How do you react to failure? Most of us feel embarrassed and defeated. It knocks the wind out of us and makes us want to hide away from the world for a while.
I’ve found that this reaction is going to occur regardless of your mindset. However, I’ve also found that my role models, those really good people, always do two things: 1) admit to this disappointment wholeheartedly without becoming overly emotional, and 2) seek out similar uncomfortable opportunities to strengthen their weak muscles. Experts in their fields recognize that mastery is a dynamic rather than static process. This becomes especially important when a field (like medicine) is constantly evolving.
Fewer people, however, like to hear about their weaknesses from another person. Over the years, I have come to accept that listening to criticisms, even those that are constructive, from others can be very challenging and necessitating pride-swallowing. However, it’s easier to be patient and eager to adapt to feedback when you place the comments you receive in the context of a greater pursuit, i.e. becoming a better physician so you can better take care of your patients, regardless of the other person’s intention for giving you criticisms.
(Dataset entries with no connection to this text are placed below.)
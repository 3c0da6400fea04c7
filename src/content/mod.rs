//! Content module - post records and the manifests they are loaded from

pub mod manifest;
mod post;

pub use manifest::load_posts;
pub use post::{ExcerptMode, PageContext, Post};
//! post-index: render a blog's post index
//!
//! Posts arrive already parsed (title, url, date, excerpt) and in the order
//! they should be listed. The renderer turns them into an HTML listing using
//! an explicit [`PageContext`]; the rest of the crate loads those inputs from
//! a site directory.

pub mod commands;
pub mod config;
pub mod content;
pub mod error;
pub mod helpers;
pub mod render;

pub use content::{ExcerptMode, PageContext, Post};
pub use error::{Error, Result};
pub use render::{render_document, render_index};

use std::path::{Path, PathBuf};

/// A site directory: its config plus the paths derived from it
#[derive(Debug, Clone)]
pub struct Site {
    /// Site configuration
    pub config: config::SiteConfig,
    /// Base directory
    pub base_dir: PathBuf,
    /// Post manifest
    pub posts_path: PathBuf,
    /// Output directory
    pub destination: PathBuf,
}

impl Site {
    /// Open a site directory, reading `_config.yml` or `_config.toml` if present
    pub fn new<P: AsRef<Path>>(base_dir: P) -> Result<Self> {
        let config = config::SiteConfig::discover(&base_dir)?;
        Ok(Self::with_config(base_dir, config))
    }

    /// Open a site directory with an already loaded config
    pub fn with_config<P: AsRef<Path>>(base_dir: P, config: config::SiteConfig) -> Self {
        let base_dir = base_dir.as_ref().to_path_buf();
        let posts_path = base_dir.join(&config.posts);
        let destination = base_dir.join(&config.destination);

        Self {
            config,
            base_dir,
            posts_path,
            destination,
        }
    }

    /// Load the posts listed in the manifest, in manifest order
    pub fn load_posts(&self) -> Result<Vec<Post>> {
        content::load_posts(&self.posts_path, self.config.tz()?)
    }

    /// Page context built from the config
    pub fn page_context(&self) -> Result<PageContext> {
        self.config.page_context()
    }

    /// Path of the rendered index
    pub fn index_path(&self) -> PathBuf {
        self.destination.join("index.html")
    }
}
//! Initialize a new site directory

use anyhow::Result;
use std::fs;
use std::path::Path;

use crate::config::SiteConfig;
use crate::error::Error;

const CONFIG_TEMPLATE: &str = r#"# post-index configuration

# Page
title: Posts
# list_title: Writing
language: en

# URL
root: ''

# Date / Time
timezone: ''
# strftime ("%b %-d, %Y") or Moment.js ("MMM D, YYYY"); default: %b %-d, %Y
# date_format: '%Y-%m-%d'

# Listing
excerpt: verbatim   # verbatim | escaped | plain
standalone: false

# Paths
posts: _posts.yml
destination: _site
"#;

const POSTS_TEMPLATE: &str = r#"# Posts in the order they are listed, newest first
posts:
  - title: Hello World
    url: /2025/01/05/hello-world/
    date: 2025-01-05 10:30:00 +0000
    excerpt: <p>Welcome! This is the first post.</p>
"#;

/// Initialize a new site in the given directory
///
/// Refuses to touch a directory that already has a config file.
pub fn init_site(target_dir: &Path) -> Result<()> {
    if let Some(existing) = SiteConfig::find(target_dir) {
        return Err(Error::ConfigExists(existing).into());
    }

    fs::create_dir_all(target_dir)?;
    fs::write(target_dir.join("_config.yml"), CONFIG_TEMPLATE)?;

    let posts_path = target_dir.join("_posts.yml");
    if !posts_path.exists() {
        fs::write(&posts_path, POSTS_TEMPLATE)?;
    }

    tracing::info!("Initialized site in {:?}", target_dir);
    Ok(())
}

#[cfg(test)]
mod tests {
    use super::*;
    use crate::Site;

    #[test]
    fn test_init_creates_loadable_site() {
        let dir = tempfile::tempdir().unwrap();
        let target = dir.path().join("blog");
        init_site(&target).unwrap();

        let site = Site::new(&target).unwrap();
        assert_eq!(site.config, SiteConfig::default());

        let posts = site.load_posts().unwrap();
        assert_eq!(posts.len(), 1);
        assert_eq!(posts[0].title, "Hello World");
    }

    #[test]
    fn test_init_refuses_existing_config() {
        let dir = tempfile::tempdir().unwrap();
        fs::write(dir.path().join("_config.toml"), "title = \"Mine\"\n").unwrap();

        let err = init_site(dir.path()).unwrap_err();
        assert!(matches!(
            err.downcast_ref::<Error>(),
            Some(Error::ConfigExists(_))
        ));
        assert!(!dir.path().join("_config.yml").exists());
    }

    #[test]
    fn test_init_keeps_existing_posts() {
        let dir = tempfile::tempdir().unwrap();
        fs::write(dir.path().join("_posts.yml"), "posts: []\n").unwrap();

        init_site(dir.path()).unwrap();
        let content = fs::read_to_string(dir.path().join("_posts.yml")).unwrap();
        assert_eq!(content, "posts: []\n");
    }
}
John and Ann Doerr made an extremely generous donation to Rice to found the Doerr Institute for New Leaders. How incredible of an opportunity to receive this same training as that which CEOs of Fortune 500 companies receive!
My “coaching” experience officially began yesterday at my first session. With only one semester left at Rice, it is a privilege to take advantage of this course before crossing Main St. for my next chapter. My professional coach and I reviewed my emotional intelligence assessment, openly discussed areas in which I may approve, and established tangible goals all just by talking! I entered the session with an open mind, sat through the session with occasional laughter about my idiosyncrasies we discussed, and left the session motivated to tackle the tangibles within the next couple of days. It was cathartic without any venting, and productive without any embarrassment. Why don’t more people do this sort of thing!
Dr. Gawande discusses how coaching should more readily be exercised in surgical training and even throughout a career in surgery in The New Yorker (I told my coach to read this article so he could understand my future career field better, hehe). Some of my favorite quotes from the article are as follows:
“Expertise is thought to be not a static condition but one that doctors must build and sustain for themselves.” (especially when patient lives must always be of utmost concern)
“Good coaches know how to break down performance into its critical individual components.”
“For society, too, there are uncomfortable difficulties: we may not be ready to accept—or pay for—a cadre of people who identify the flaws in the professionals upon whom we rely, and yet hold in confidence what they see. Coaching done well may be the most effective intervention designed for human performance.”
I really encourage everyone to dig deeper for your inner humility, look to others for advice, and accept comments you receive with strength and grace. Although having a professional coach this semester is a fantastic opportunity to work with someone who has a lot of experience in corporate leadership and mentoring, I can really practice what I’m writing about with anyone else.